North Korea Jamming GPS Signals In South Korea
Fluffeh writes "North Korea has been looking for new and inventive ways to mess with South Korea. It seems that their missile launch fizzled a bit though, so those wacky folks from the North have bought a few GPS jamming trucks from Russia and are now blocking GPS signals around their city of Kaeson. While Kaeson is around 60 Km inside their borders, the jamming circle is around 100 Km, so it actually covers good parts of South Korea including the airports at Inchon and Gimpo. While no accidents have been caused as yet, it has caused quite some disruption and has made ocean going craft suffer as well due to their heavy reliance on GPS signals."
Noob question here: apart maybe from frequency allocation, is there an international law or equivalent regulation on signal jamming?
Wouldn't this fall under most countries definition of cyber warfare? Then again, South Korea seems to ignore actual warfare/violent aggression from North Korea so I doubt it would make a difference either way.
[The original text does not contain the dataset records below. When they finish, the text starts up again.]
//! Transaction id extractor

use axum::async_trait;
use axum::extract::FromRequestParts;
use axum::http::request::Parts;
use concordance_common::transaction_id::{self, TRANSACTION_ID_HEADER};
use std::convert::Infallible;

/// Transaction id of the request, generated when the caller sent none
#[derive(Debug, Clone, PartialEq, Eq)]
pub struct TransactionId(pub String);

#[async_trait]
impl<S> FromRequestParts<S> for TransactionId
where
    S: Send + Sync,
{
    type Rejection = Infallible;

    async fn from_request_parts(parts: &mut Parts, _state: &S) -> Result<Self, Self::Rejection> {
        let supplied = parts
            .headers
            .get(TRANSACTION_ID_HEADER)
            .and_then(|v| v.to_str().ok());

        Ok(TransactionId(transaction_id::from_header(supplied)))
    }
}
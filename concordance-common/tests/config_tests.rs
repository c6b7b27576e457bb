//! Tests for config file loading and graceful degradation
//!
//! Tests that manipulate XDG_CONFIG_HOME are marked with #[serial] so they do
//! not race each other on the process environment.

use concordance_common::config::TomlConfig;
use concordance_common::Error;
use serial_test::serial;
use std::env;
use std::fs;
use tempfile::TempDir;

#[test]
fn test_load_full_config_file() {
    let dir = TempDir::new().unwrap();
    let path = dir.path().join("config.toml");
    fs::write(
        &path,
        r#"
app_system_code = "upp-slc-transformer"
port = 9090
log_level = "debug"
broker_connection_string = "redis://localhost:6379"
topic = "SmartlogicConcept"
group_name = "TestGroup"
writer_address = "http://localhost:8080/__concordance-rw/"
writer_timeout_secs = 5
"#,
    )
    .unwrap();

    let config = TomlConfig::load(&path).unwrap();

    assert_eq!(config.app_system_code.as_deref(), Some("upp-slc-transformer"));
    assert_eq!(config.port, Some(9090));
    assert_eq!(config.log_level.as_deref(), Some("debug"));
    assert_eq!(config.group_name.as_deref(), Some("TestGroup"));
    assert_eq!(config.writer_timeout_secs, Some(5));
    // Keys not present in the file stay unset
    assert_eq!(config.app_name, None);
    assert_eq!(config.log_format, None);
}

#[test]
fn test_invalid_toml_is_config_error() {
    let dir = TempDir::new().unwrap();
    let path = dir.path().join("config.toml");
    fs::write(&path, "port = \"not a number\"").unwrap();

    let result = TomlConfig::load(&path);
    assert!(matches!(result, Err(Error::Config(_))));
}

#[test]
fn test_explicit_missing_file_is_config_error() {
    let dir = TempDir::new().unwrap();
    let path = dir.path().join("absent.toml");

    let result = TomlConfig::load_optional(Some(&path));
    match result {
        Err(Error::Config(msg)) => assert!(msg.contains("absent.toml")),
        other => panic!("Expected config error, got {:?}", other),
    }
}

#[cfg(target_os = "linux")]
#[test]
#[serial]
fn test_default_location_is_discovered() {
    let dir = TempDir::new().unwrap();
    let config_dir = dir.path().join("smartlogic-concordance");
    fs::create_dir_all(&config_dir).unwrap();
    fs::write(config_dir.join("config.toml"), "topic = \"FromDefaultLocation\"").unwrap();

    let previous = env::var("XDG_CONFIG_HOME").ok();
    env::set_var("XDG_CONFIG_HOME", dir.path());

    let config = TomlConfig::load_optional(None).unwrap();

    match previous {
        Some(value) => env::set_var("XDG_CONFIG_HOME", value),
        None => env::remove_var("XDG_CONFIG_HOME"),
    }

    assert_eq!(config.topic.as_deref(), Some("FromDefaultLocation"));
}

#[cfg(target_os = "linux")]
#[test]
#[serial]
fn test_no_config_file_falls_back_to_empty_config() {
    let dir = TempDir::new().unwrap();

    let previous = env::var("XDG_CONFIG_HOME").ok();
    env::set_var("XDG_CONFIG_HOME", dir.path());

    let result = TomlConfig::load_optional(None);

    match previous {
        Some(value) => env::set_var("XDG_CONFIG_HOME", value),
        None => env::remove_var("XDG_CONFIG_HOME"),
    }

    // /etc may legitimately hold a system config on the test host
    if !std::path::Path::new("/etc/smartlogic-concordance/config.toml").exists() {
        assert_eq!(result.unwrap(), TomlConfig::default());
    }
}
//! Build script for concordance-transformer
//!
//! Captures build identification information at compile time:
//! - Git commit hash (short form)
//! - Build timestamp
//! - Build profile (debug/release)

use std::process::Command;

fn main() {
    // Capture git commit hash (short form, 8 characters)
    let git_hash = Command::new("git")
        .args(["rev-parse", "--short=8", "HEAD"])
        .output()
        .ok()
        .filter(|output| output.status.success())
        .and_then(|output| String::from_utf8(output.stdout).ok())
        .map(|s| s.trim().to_string())
        .unwrap_or_else(|| "unknown".to_string());

    let build_timestamp = chrono::Utc::now().to_rfc3339_opts(chrono::SecondsFormat::Secs, true);

    let profile = std::env::var("PROFILE").unwrap_or_else(|_| "unknown".to_string());

    println!("cargo:rustc-env=GIT_HASH={}", git_hash);
    println!("cargo:rustc-env=BUILD_TIMESTAMP={}", build_timestamp);
    println!("cargo:rustc-env=BUILD_PROFILE={}", profile);

    // No rerun-if-changed directives: Cargo reruns this script on every build
}
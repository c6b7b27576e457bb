//! Alternate identifier to canonical id derivation
//!
//! TME identifiers are two non-empty segments joined by a single `-`. The
//! canonical id is the name-based (MD5, version 3) UUID of the full raw string
//! under the nil namespace, so every service deriving it agrees on the result.

use crate::error::ConversionError;
use uuid::Uuid;

/// Separator between the two identifier segments
pub const IDENTIFIER_DELIMITER: char = '-';

/// Validate an alternate identifier and derive its canonical UUID
pub fn derive_concorded_id(raw: &str) -> Result<String, ConversionError> {
    let mut segments = raw.split(IDENTIFIER_DELIMITER);
    let well_formed = matches!(
        (segments.next(), segments.next(), segments.next()),
        (Some(first), Some(second), None) if !first.is_empty() && !second.is_empty()
    );

    if !well_formed {
        return Err(ConversionError::InvalidIdentifierFormat(raw.to_string()));
    }

    Ok(Uuid::new_v3(&Uuid::nil(), raw.as_bytes()).to_string())
}
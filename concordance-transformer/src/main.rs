//! concordance-transformer - Smartlogic concordance transformer
//!
//! Listens to the concept stream for concordance updates, transforms the
//! Smartlogic concordance JSON and forwards the result to the concordance
//! writer. The same transformation is exposed over HTTP.

use std::net::SocketAddr;
use std::sync::Arc;

use anyhow::{Context, Result};
use clap::Parser;
use concordance_common::config::default_config_path;
use concordance_common::logging::init_logging;
use tokio::signal;
use tokio_util::sync::CancellationToken;
use tracing::info;

use concordance_transformer::config::{Args, Settings, APP_DESCRIPTION};
use concordance_transformer::consumer::{RedisStreamConsumer, StreamConsumerConfig};
use concordance_transformer::writer::HttpConcordanceWriter;
use concordance_transformer::{build_router, AppState, Dispatcher, ServiceInfo};

#[tokio::main]
async fn main() -> Result<()> {
    let args = Args::parse();
    let explicit_config = args.config.clone();
    let settings = Settings::load(args).context("Failed to load configuration")?;

    init_logging(&settings.log_level, settings.log_format).context("Failed to initialise logging")?;

    info!(
        "Starting {} v{} [{}] built {} ({})",
        settings.app_name,
        env!("CARGO_PKG_VERSION"),
        env!("GIT_HASH"),
        env!("BUILD_TIMESTAMP"),
        env!("BUILD_PROFILE")
    );
    match explicit_config.or_else(default_config_path) {
        Some(path) => info!("Config file: {}", path.display()),
        None => info!("No config file found; using command-line, environment and compiled defaults"),
    }
    info!(
        writer_address = %settings.writer_address,
        topic = %settings.topic,
        group_name = %settings.group_name,
        system_code = %settings.app_system_code,
        port = settings.port,
        "[Startup] smartlogic-concordance-transformer is starting"
    );

    let writer = HttpConcordanceWriter::new(&settings.writer_address, settings.writer_timeout)
        .context("Failed to create writer client")?;
    let dispatcher = Dispatcher::new(Arc::new(writer), settings.topic.clone());

    // Connecting happens on the listener task so HTTP is served while the
    // broker is unreachable
    let consumer = RedisStreamConsumer::new(StreamConsumerConfig::new(
        settings.broker_connection_string.clone(),
        settings.topic.clone(),
        settings.group_name.clone(),
    ))
    .context("Invalid broker connection string")?;

    let state = AppState::new(
        dispatcher.clone(),
        Arc::new(consumer.connectivity_check()),
        ServiceInfo {
            system_code: settings.app_system_code.clone(),
            name: settings.app_name.clone(),
            description: APP_DESCRIPTION.to_string(),
        },
    );
    let app = build_router(state);

    let addr = SocketAddr::from(([0, 0, 0, 0], settings.port));
    let listener = tokio::net::TcpListener::bind(addr)
        .await
        .with_context(|| format!("Failed to bind to {}", addr))?;
    info!("Listening on http://{}", addr);
    info!("Health check: http://{}/__health", addr);

    let shutdown = CancellationToken::new();
    let consumer_task = tokio::spawn(consumer.start_listening(dispatcher, shutdown.clone()));

    axum::serve(listener, app)
        .with_graceful_shutdown(shutdown_signal())
        .await
        .context("Server error")?;

    info!("Shutting down stream consumer");
    shutdown.cancel();
    consumer_task.await.context("Stream consumer task failed")?;

    info!("Stopping application");
    Ok(())
}

/// Graceful shutdown signal handler
async fn shutdown_signal() {
    let ctrl_c = async {
        signal::ctrl_c()
            .await
            .expect("Failed to install Ctrl+C handler");
    };

    #[cfg(unix)]
    let terminate = async {
        signal::unix::signal(signal::unix::SignalKind::terminate())
            .expect("Failed to install signal handler")
            .recv()
            .await;
    };

    #[cfg(not(unix))]
    let terminate = std::future::pending::<()>();

    tokio::select! {
        _ = ctrl_c => {
            info!("Received Ctrl+C, shutting down");
        },
        _ = terminate => {
            info!("Received terminate signal, shutting down");
        },
    }
}
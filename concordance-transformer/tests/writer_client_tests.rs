//! Tests for the HTTP writer client against an in-process writer stub
//!
//! The stub records every request it receives and answers with a fixed status,
//! so the tests see exactly what goes over the wire.

use axum::body::Bytes;
use axum::extract::State;
use axum::http::{HeaderMap, Method, StatusCode, Uri};
use axum::Router;
use concordance_transformer::error::WriterError;
use concordance_transformer::writer::{ConcordanceWriter, HttpConcordanceWriter};
use concordance_transformer::ConcordanceRecord;
use std::sync::{Arc, Mutex};
use std::time::Duration;

#[derive(Debug, Clone)]
struct ReceivedRequest {
    method: Method,
    path: String,
    transaction_id: Option<String>,
    body: Vec<u8>,
}

#[derive(Clone)]
struct StubState {
    status: StatusCode,
    received: Arc<Mutex<Vec<ReceivedRequest>>>,
}

async fn record_request(
    State(state): State<StubState>,
    method: Method,
    uri: Uri,
    headers: HeaderMap,
    body: Bytes,
) -> StatusCode {
    state.received.lock().unwrap().push(ReceivedRequest {
        method,
        path: uri.path().to_string(),
        transaction_id: headers
            .get("X-Request-Id")
            .map(|v| v.to_str().unwrap().to_string()),
        body: body.to_vec(),
    });
    state.status
}

/// Test helper: Start a writer stub answering `status`, returning its base address
async fn start_stub(status: StatusCode) -> (String, Arc<Mutex<Vec<ReceivedRequest>>>) {
    let received = Arc::new(Mutex::new(Vec::new()));
    let app = Router::new().fallback(record_request).with_state(StubState {
        status,
        received: received.clone(),
    });

    let listener = tokio::net::TcpListener::bind("127.0.0.1:0").await.unwrap();
    let addr = listener.local_addr().unwrap();
    tokio::spawn(async move {
        axum::serve(listener, app).await.unwrap();
    });

    (format!("http://{}/__concordance-rw", addr), received)
}

fn client(base: &str) -> HttpConcordanceWriter {
    HttpConcordanceWriter::new(base, Duration::from_secs(5)).unwrap()
}

#[tokio::test]
async fn test_write_puts_record_json() {
    let (base, received) = start_stub(StatusCode::CREATED).await;
    let record = ConcordanceRecord::new(
        "20db1bd6-59f9-4404-adb5-3165a448f8b0",
        vec!["93c9b7d2-a539-3c0e-ab4d-cd01878be150".to_string()],
    );

    let status = client(&base).write(&record, "tid_write").await.unwrap();

    assert_eq!(status, 201);
    let requests = received.lock().unwrap().clone();
    assert_eq!(requests.len(), 1);
    let request = &requests[0];
    assert_eq!(request.method, Method::PUT);
    assert_eq!(
        request.path,
        "/__concordance-rw/concordances/20db1bd6-59f9-4404-adb5-3165a448f8b0"
    );
    assert_eq!(request.transaction_id.as_deref(), Some("tid_write"));

    let body: serde_json::Value = serde_json::from_slice(&request.body).unwrap();
    assert_eq!(
        body,
        serde_json::json!({
            "uuid": "20db1bd6-59f9-4404-adb5-3165a448f8b0",
            "concordedIds": ["93c9b7d2-a539-3c0e-ab4d-cd01878be150"]
        })
    );
}

#[tokio::test]
async fn test_delete_sends_bodyless_delete() {
    let (base, received) = start_stub(StatusCode::NOT_FOUND).await;

    let status = client(&base)
        .delete("20db1bd6-59f9-4404-adb5-3165a448f8b0", "tid_delete")
        .await
        .unwrap();

    assert_eq!(status, 404);
    let requests = received.lock().unwrap().clone();
    assert_eq!(requests.len(), 1);
    assert_eq!(requests[0].method, Method::DELETE);
    assert_eq!(
        requests[0].path,
        "/__concordance-rw/concordances/20db1bd6-59f9-4404-adb5-3165a448f8b0"
    );
    assert_eq!(requests[0].transaction_id.as_deref(), Some("tid_delete"));
    assert!(requests[0].body.is_empty());
}

#[tokio::test]
async fn test_good_to_go_probes_readiness_endpoint() {
    let (base, received) = start_stub(StatusCode::OK).await;
    let writer = client(&base);

    assert_eq!(writer.good_to_go().await.unwrap(), 200);

    let requests = received.lock().unwrap().clone();
    assert_eq!(requests[0].method, Method::GET);
    assert_eq!(requests[0].path, "/__concordance-rw/__gtg");
}

#[tokio::test]
async fn test_non_success_status_is_not_an_error() {
    let (base, _) = start_stub(StatusCode::SERVICE_UNAVAILABLE).await;

    let status = client(&base)
        .delete("20db1bd6-59f9-4404-adb5-3165a448f8b0", "tid_503")
        .await
        .unwrap();

    assert_eq!(status, 503);
}

#[tokio::test]
async fn test_connection_refused_is_transport_error() {
    // Bind then drop to get a port nobody listens on
    let listener = tokio::net::TcpListener::bind("127.0.0.1:0").await.unwrap();
    let addr = listener.local_addr().unwrap();
    drop(listener);

    let writer = client(&format!("http://{}/", addr));
    let result = writer.good_to_go().await;

    assert!(matches!(result, Err(WriterError::Transport(_))));
}
//! Logging initialisation
//!
//! Installs a global `tracing` subscriber. `RUST_LOG` overrides the configured
//! level when set, so individual targets can be tuned without a redeploy.

use crate::{Error, Result};
use std::str::FromStr;
use tracing::level_filters::LevelFilter;
use tracing_subscriber::{layer::SubscriberExt, util::SubscriberInitExt, EnvFilter};

/// Output format of log lines
#[derive(Debug, Clone, Copy, PartialEq, Eq, Default)]
pub enum LogFormat {
    /// One JSON object per line (default, for log aggregation)
    #[default]
    Json,
    /// Human readable, for local development
    Pretty,
}

impl FromStr for LogFormat {
    type Err = Error;

    fn from_str(s: &str) -> Result<Self> {
        match s.to_ascii_lowercase().as_str() {
            "json" => Ok(LogFormat::Json),
            "pretty" | "text" => Ok(LogFormat::Pretty),
            other => Err(Error::Config(format!("Unknown log format: {}", other))),
        }
    }
}

/// Parse a log level name (case-insensitive, e.g. "INFO", "debug")
pub fn parse_level(level: &str) -> Result<LevelFilter> {
    LevelFilter::from_str(level.trim())
        .map_err(|_| Error::Config(format!("Cannot parse log level: {}", level)))
}

/// Install the global subscriber
///
/// Fails if the level is not a valid level name or if a global subscriber has
/// already been installed.
pub fn init_logging(level: &str, format: LogFormat) -> Result<()> {
    let level = parse_level(level)?;
    let filter = EnvFilter::builder()
        .with_default_directive(level.into())
        .from_env_lossy();

    let registry = tracing_subscriber::registry().with(filter);
    let result = match format {
        LogFormat::Json => registry
            .with(
                tracing_subscriber::fmt::layer()
                    .json()
                    .flatten_event(true)
                    .with_current_span(true),
            )
            .try_init(),
        LogFormat::Pretty => registry.with(tracing_subscriber::fmt::layer()).try_init(),
    };

    result.map_err(|e| Error::Internal(format!("Failed to install tracing subscriber: {}", e)))
}

#[cfg(test)]
mod tests {
    use super::*;

    #[test]
    fn parses_upper_and_lower_case_levels() {
        assert_eq!(parse_level("INFO").unwrap(), LevelFilter::INFO);
        assert_eq!(parse_level("debug").unwrap(), LevelFilter::DEBUG);
    }

    #[test]
    fn rejects_unknown_level() {
        assert!(matches!(parse_level("loud"), Err(Error::Config(_))));
    }

    #[test]
    fn parses_log_format() {
        assert_eq!("JSON".parse::<LogFormat>().unwrap(), LogFormat::Json);
        assert_eq!("pretty".parse::<LogFormat>().unwrap(), LogFormat::Pretty);
        assert!("xml".parse::<LogFormat>().is_err());
    }
}
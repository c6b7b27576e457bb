//! Transform endpoints
//!
//! - `POST /transform`: convert the payload and return the canonical record
//! - `POST /transform/send`: convert and forward the record to the writer

use axum::body::Bytes;
use axum::extract::State;
use axum::http::StatusCode;
use axum::response::{IntoResponse, Json, Response};
use axum::routing::post;
use axum::Router;
use concordance_common::transaction_id::TRANSACTION_ID_HEADER;
use serde::Serialize;
use tracing::{error, info};

use super::TransactionId;
use crate::converter::{convert_payload, Conversion};
use crate::error::ConversionError;
use crate::status::ResultStatus;
use crate::AppState;

/// Message envelope used for every non-record response
#[derive(Debug, Serialize)]
pub struct MessageResponse {
    pub message: String,
}

/// Build transform routes
pub fn transform_routes() -> Router<AppState> {
    Router::new()
        .route("/transform", post(transform))
        .route("/transform/send", post(transform_and_send))
}

/// POST /transform
pub async fn transform(TransactionId(tid): TransactionId, body: Bytes) -> Response {
    let conversion = convert(&body, &tid);
    let concept_id = conversion.concept_id.clone();

    match conversion.into_result() {
        Ok(record) => {
            info!(transaction_id = %tid, uuid = %concept_id, "Served concordance request");
            with_transaction_id(StatusCode::OK, &tid, Json(record))
        }
        Err(err) => conversion_error(&tid, &concept_id, err),
    }
}

/// POST /transform/send
pub async fn transform_and_send(
    State(state): State<AppState>,
    TransactionId(tid): TransactionId,
    body: Bytes,
) -> Response {
    let conversion = convert(&body, &tid);
    let concept_id = conversion.concept_id.clone();

    let record = match conversion.into_result() {
        Ok(record) => record,
        Err(err) => return conversion_error(&tid, &concept_id, err),
    };

    match state.dispatcher.dispatch(&record, &tid).await {
        Ok(status) => {
            info!(transaction_id = %tid, uuid = %concept_id, status = %status, "Served concordance send request");
            message(status.http_status(), &tid, send_message(status))
        }
        Err(err) => {
            error!(transaction_id = %tid, uuid = %concept_id, status = %err.status(), "{}", err);
            message(err.status().http_status(), &tid, err.to_string())
        }
    }
}

/// Convert a request body; non UTF-8 bodies are malformed payloads
fn convert(body: &[u8], tid: &str) -> Conversion {
    match std::str::from_utf8(body) {
        Ok(payload) => convert_payload(payload, tid),
        Err(e) => Conversion {
            status: ResultStatus::SyntacticallyIncorrect,
            concept_id: String::new(),
            record: Default::default(),
            error: Some(ConversionError::MalformedPayload(e.to_string())),
        },
    }
}

/// Success message of a dispatched record
fn send_message(status: ResultStatus) -> &'static str {
    match status {
        ResultStatus::Valid => "Concordance record forwarded to writer",
        ResultStatus::NoContent => "Concordance record successfully deleted",
        ResultStatus::NotFound => "Concordance record not found",
        ResultStatus::SyntacticallyIncorrect
        | ResultStatus::SemanticallyIncorrect
        | ResultStatus::InternalError
        | ResultStatus::ServiceUnavailable => "Concordance record was not forwarded to writer",
    }
}

fn conversion_error(tid: &str, concept_id: &str, err: ConversionError) -> Response {
    let status = err.status();
    match status {
        ResultStatus::SemanticallyIncorrect => {
            error!(transaction_id = %tid, uuid = %concept_id, status = %status, "Bad json: {}", err)
        }
        _ => error!(transaction_id = %tid, uuid = %concept_id, status = %status, "Bad request: {}", err),
    }
    message(status.http_status(), tid, err.to_string())
}

fn message(status: StatusCode, tid: &str, message: impl Into<String>) -> Response {
    with_transaction_id(
        status,
        tid,
        Json(MessageResponse {
            message: message.into(),
        }),
    )
}

fn with_transaction_id(status: StatusCode, tid: &str, body: impl IntoResponse) -> Response {
    (status, [(TRANSACTION_ID_HEADER, tid.to_string())], body).into_response()
}
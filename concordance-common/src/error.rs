//! Common error types for the concordance services

use thiserror::Error;

/// Common result type for concordance operations
pub type Result<T> = std::result::Result<T, Error>;

/// Common error types across concordance services
#[derive(Error, Debug)]
pub enum Error {
    /// Configuration loading or validation error
    #[error("Configuration error: {0}")]
    Config(String),

    /// Internal error
    #[error("Internal error: {0}")]
    Internal(String),
}
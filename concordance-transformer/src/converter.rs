//! Smartlogic payload validation and conversion
//!
//! Turns a raw concept payload into a [`ConcordanceRecord`]. Validation stops
//! at the first failure; the concept id and the ids collected up to that point
//! are still returned so the caller can log them.

use crate::error::ConversionError;
use crate::identifier::derive_concorded_id;
use crate::model::{ConcordanceRecord, RawConceptRecord, THING_URI_PREFIX};
use crate::status::ResultStatus;
use once_cell::sync::Lazy;
use regex::Regex;
use tracing::{debug, error};

static UUID_MATCHER: Lazy<Regex> = Lazy::new(|| {
    Regex::new("^[0-9a-f]{8}-[0-9a-f]{4}-[0-9a-f]{4}-[0-9a-f]{4}-[0-9a-f]{12}$")
        .expect("UUID pattern is a valid regex")
});

/// Result of converting one payload
#[derive(Debug, Clone, PartialEq)]
pub struct Conversion {
    pub status: ResultStatus,
    /// Concept UUID, empty when the concept URI was missing or invalid
    pub concept_id: String,
    pub record: ConcordanceRecord,
    pub error: Option<ConversionError>,
}

impl Conversion {
    fn valid(record: ConcordanceRecord) -> Self {
        Self {
            status: ResultStatus::Valid,
            concept_id: record.concept_id.clone(),
            record,
            error: None,
        }
    }

    fn rejected(error: ConversionError, record: ConcordanceRecord) -> Self {
        Self {
            status: error.status(),
            concept_id: record.concept_id.clone(),
            record,
            error: Some(error),
        }
    }

    /// Collapse into a `Result`, dropping the partial record on failure
    pub fn into_result(self) -> Result<ConcordanceRecord, ConversionError> {
        match self.error {
            Some(err) => Err(err),
            None => Ok(self.record),
        }
    }
}

/// Parse and convert a raw payload string
///
/// `tid` is only used for log correlation.
pub fn convert_payload(payload: &str, tid: &str) -> Conversion {
    debug!(transaction_id = %tid, "Processing message with body: {}", payload);

    match serde_json::from_str::<RawConceptRecord>(payload) {
        Ok(raw) => convert_concepts(raw, tid),
        Err(e) => {
            error!(transaction_id = %tid, error = %e, "Failed to decode concept payload");
            Conversion::rejected(
                ConversionError::MalformedPayload(e.to_string()),
                ConcordanceRecord::default(),
            )
        }
    }
}

/// Convert an already parsed payload
pub fn convert_concepts(raw: RawConceptRecord, tid: &str) -> Conversion {
    let conversion = match raw.concepts.as_slice() {
        [] => Conversion::rejected(ConversionError::MissingGraph, ConcordanceRecord::default()),
        [concept] => match extract_concept_uuid(&concept.id) {
            None => Conversion::rejected(
                ConversionError::MissingOrInvalidId,
                ConcordanceRecord::default(),
            ),
            Some(concept_id) => {
                let mut record = ConcordanceRecord::new(concept_id, Vec::new());
                match collect_concorded_ids(
                    concept.alternate_ids.iter().map(|a| a.value.as_str()),
                    &mut record,
                ) {
                    Ok(()) => Conversion::valid(record),
                    Err(err) => Conversion::rejected(err, record),
                }
            }
        },
        _ => Conversion::rejected(
            ConversionError::UnsupportedMultipleConcepts,
            ConcordanceRecord::default(),
        ),
    };

    match &conversion.error {
        Some(err) => error!(
            transaction_id = %tid,
            uuid = %conversion.concept_id,
            status = %conversion.status,
            "{}", err
        ),
        None => debug!(
            transaction_id = %tid,
            uuid = %conversion.concept_id,
            concorded_ids = conversion.record.concorded_ids.len(),
            "Concordance record is: {:?}", conversion.record
        ),
    }

    conversion
}

/// Derive concorded ids in input order
///
/// Each identifier is checked for format, then self-reference, then
/// duplication; the first failure stops processing.
fn collect_concorded_ids<'a>(
    raw_ids: impl Iterator<Item = &'a str>,
    record: &mut ConcordanceRecord,
) -> Result<(), ConversionError> {
    for raw in raw_ids {
        let derived = derive_concorded_id(raw)?;
        if derived == record.concept_id {
            return Err(ConversionError::SelfReferentialConcordance);
        }
        if record.concorded_ids.contains(&derived) {
            return Err(ConversionError::DuplicateConcordance);
        }
        record.concorded_ids.push(derived);
    }
    Ok(())
}

/// Extract the concept UUID from a `http://www.ft.com/thing/<uuid>` URI
///
/// Returns `None` when the prefix is missing or the remainder is not a
/// lowercase canonical UUID.
pub fn extract_concept_uuid(uri: &str) -> Option<&str> {
    uri.strip_prefix(THING_URI_PREFIX)
        .filter(|candidate| UUID_MATCHER.is_match(candidate))
}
While no accidents have been caused as yet, it has caused quite some disruption and has made ocean going craft suffer as well due to their heavy reliance on GPS signals.
It's amazing how many pilots/captains have completely lost the ability to navigate their vessels without electronics and the problem is made worse by the fact that the infrastructure you need to navigate without it has been neglected or even systematically dismantled in many countries. I have sometimes wondered what effect it would have on a major NATO military maneuver if you specified half way through the war-game that: "The enemy just knocked out several of our GPS satellites, please simulate this by not making any use of your GPS equipment nor any GPS enabled munitions except those that have a fallback mode".
Only to idiots, are orders laws.
-- Henning von Tresckow
In the USSR, the Soviets spent several hundred million a year on jamming stations.
In the UK, radio is jammed by allowing BT to distribute PLT networking kit which turns household mains wiring into large antennas and distributes noise all over the HF (and in some cases VHF) spectrum. The Internet is increasingly censored (CP, "piracy" and - if Baroness Howe has her way - porn) via the IWF "voluntary" tech, where "voluntary" is in the sense that a de facto prerequisite for government contracts is that an ISP uses it.
If NK is blocking a US military technology then that's frankly the least of our spectrum worries.
As much as it may rankle the cheapest (and best) option is for the South Koreans to do everything it can to avoid war. Cost in life and money of war would be enormous (on both sides), that is not something that you can be flippant about. It would also likely end up being a fight with China who would use it as an excuse for a North Korean land-grab.
I think the resolution to this stalemate will probably come from China invading or otherwise taking over North Korea at some stage in next decade or two.
Now that he's finished "Dark Shadows", and in the spirit of "Mars Attacks!", and Edward Scissorhands etc., we really need Tim Burton to do a movie about North Korea. I think he could capture the ethos.